Tarımını kaybeden ülke
İrfan Hüseyin Yıldız
Son Köşe Yazıları

Tarımını kaybeden ülke

01.09.2024 04:00
Güncellenme:
Takip Et:

Türkiye tarımda vahim bir açmazla karşı karşıya bulunuyor: Tarım üreticisi kazanamıyor, gıda enflasyonunda Avrupa birincisiyiz (dünya dördüncüsü), milyonlarca yurttaş açlık sınırının altında yaşıyor ve yeterince beslenemiyor. Nasıl oldu da bir tarım ülkesiyken bu hale geldik?

Tarım sektörü ve gıda güvenliği bütün ülkeler için stratejik bir konudur. Çünkü devletin temel görevlerinden biri vatandaşlarının beslenme ihtiyacını karşılamaktır. Bu nedenle dünyada açlığa ve yoksulluğa son vermek, Birleşmiş Milletler’in de sürdürülebilir kalkınma hedeflerinin başında gelir. Avrupa Birliği Ortak Tarım Politikası da bu amaçla oluşturulmuştur. Bu nedenle, akıl, bilim ve vicdanla yönetilen hiçbir ülkelerde, bizim gibi tarım sektörü ve gıda güvenliği serbest piyasa ekonomisinin neoliberal insafına terk edilmemiştir.

İTHALAT VE YASAKLARLA TARIM TERBİYE EDİLİYOR

Bütün söylemlere rağmen tarımdaki gerçekler; Türkiye’de tarımsal potansiyelimize ilişkin kamunun elinde gerçekçi verilerin, analizlerin, bilimsel çalışmaların, talep tahminlerinin, arz planlamasının, uzun vadeli bir plan, strateji veya politika setinin bulunmadığını gösteriyor. 

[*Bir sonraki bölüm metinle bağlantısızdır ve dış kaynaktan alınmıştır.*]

use crate::helpers::config_helper::ConfigHelper;
use serde::{Deserialize, Serialize};

/// The external analysis entry point spawned by the watch pipeline.
/// An empty `program` means the current executable.
#[derive(Debug, Deserialize, Serialize, Clone)]
pub struct AnalyzerConfig {
    #[serde(default)]
    pub program: String,

    /// Arguments placed before the positional scratch-file path.
    #[serde(default = "ConfigHelper::default_analyzer_args")]
    pub args: Vec<String>,
}

impl Default for AnalyzerConfig {
    fn default() -> Self {
        Self {
            program: String::new(),
            args: ConfigHelper::default_analyzer_args(),
        }
    }
}
use crate::errors::{EnhancerError, EnhancerResult};
use std::path::{Path, PathBuf};

/// Directories analysis is allowed to touch: home, the system temp dir and
/// the current working directory, plus anything configured on top.
pub fn default_safe_dirs() -> Vec<PathBuf> {
    let mut dirs = Vec::new();
    if let Some(home) = dirs::home_dir() {
        dirs.push(home);
    }
    dirs.push(std::env::temp_dir());
    if let Ok(cwd) = std::env::current_dir() {
        dirs.push(cwd);
    }
    dirs
}

pub fn is_safe_path(path: &Path, safe_dirs: &[PathBuf]) -> bool {
    let resolved = match path.canonicalize() {
        Ok(p) => p,
        Err(_) => return false,
    };

    safe_dirs.iter().any(|dir| {
        dir.canonicalize()
            .map(|safe| resolved.starts_with(&safe))
            .unwrap_or(false)
    })
}

pub fn ensure_safe(path: &Path, safe_dirs: &[PathBuf]) -> EnhancerResult<()> {
    if is_safe_path(path, safe_dirs) {
        Ok(())
    } else {
        Err(EnhancerError::system(
            "path safety check",
            &format!(
                "'{}' is outside the allowed directories; add it to analysis.safe_dirs to analyze it",
                path.display()
            ),
        ))
    }
}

Cumhuriyet döneminde kurulan Türkiye Süt Endüstrisi Kurumu, Yem Sanayi AŞ, Et ve Balık Kurumu, Şeker Fabrikaları AŞ ve TEKEL gibi işletmeler özelleştirildi. Bu işletmelerin, tarımda kendi alanlarıyla ilgili arz ve talebi regüle etme kapasiteleri vardı, bunu kaybettik. 

Serbest piyasamızda neler oluyor? Daha önce yem fiyatları yükselince çiftçilerin süt üretiminden zarar etmeleri nedeniyle damızlık hayvanlarını kestirmeleri ile birlikte süt ve et piyasasında oluşan fiyat istikrarsızlığını yaşamıştık. O zaman da ithalatçılara kazanç kapısı açılmıştı.

Geçen sene Ukrayna’dan gelen ithal hububat silolarda dolup taşınca bu yıl Toprak Mahsulleri Ofisi, neredeyse geçen senenin fiyatıyla ve maliyetin altında buğday ve arpa alım fiyatları açıkladı ve buğday üreticisi büyük zarara uğradı.

Bu sene de kanatlı (beyaz) et fiyatları içeride yükseldi diye, kanatlı etin ihracatına yasak getirildi. Örnekleri artırabiliriz. Tabii bu arada kaybettiğimiz dış pazarları başka ülkeler doldurduğu için bir daha aynı ihracat hacmini yakalamamız da mümkün görünmüyor.

GİRDİ MALİYETLERİ, DESTEKLER VE TARIMDA VERİMLİLİK 

Tarımda girdi maliyetleri önemli oranda ithalata bağımlı ve fiyatları sürekli artıyor. Tarımsal destekler yetersiz, bazı ürünlerin tarlada teslim fiyatları, maliyetlerini bile karşılamıyor. Bazı durumlarda ise üreticiler ürünlerine alıcı dahi bulamıyor. Dolayısıyla çiftçi zarar ettiği için tarlasını ekemez ve üretemez hale gelmiş durumda. Gençler artık çiftçilik yapmıyor. Bıçak kemiğe dayandı diyen çiftçilerin her gün yeni bir eylemini basından takip ediyoruz. 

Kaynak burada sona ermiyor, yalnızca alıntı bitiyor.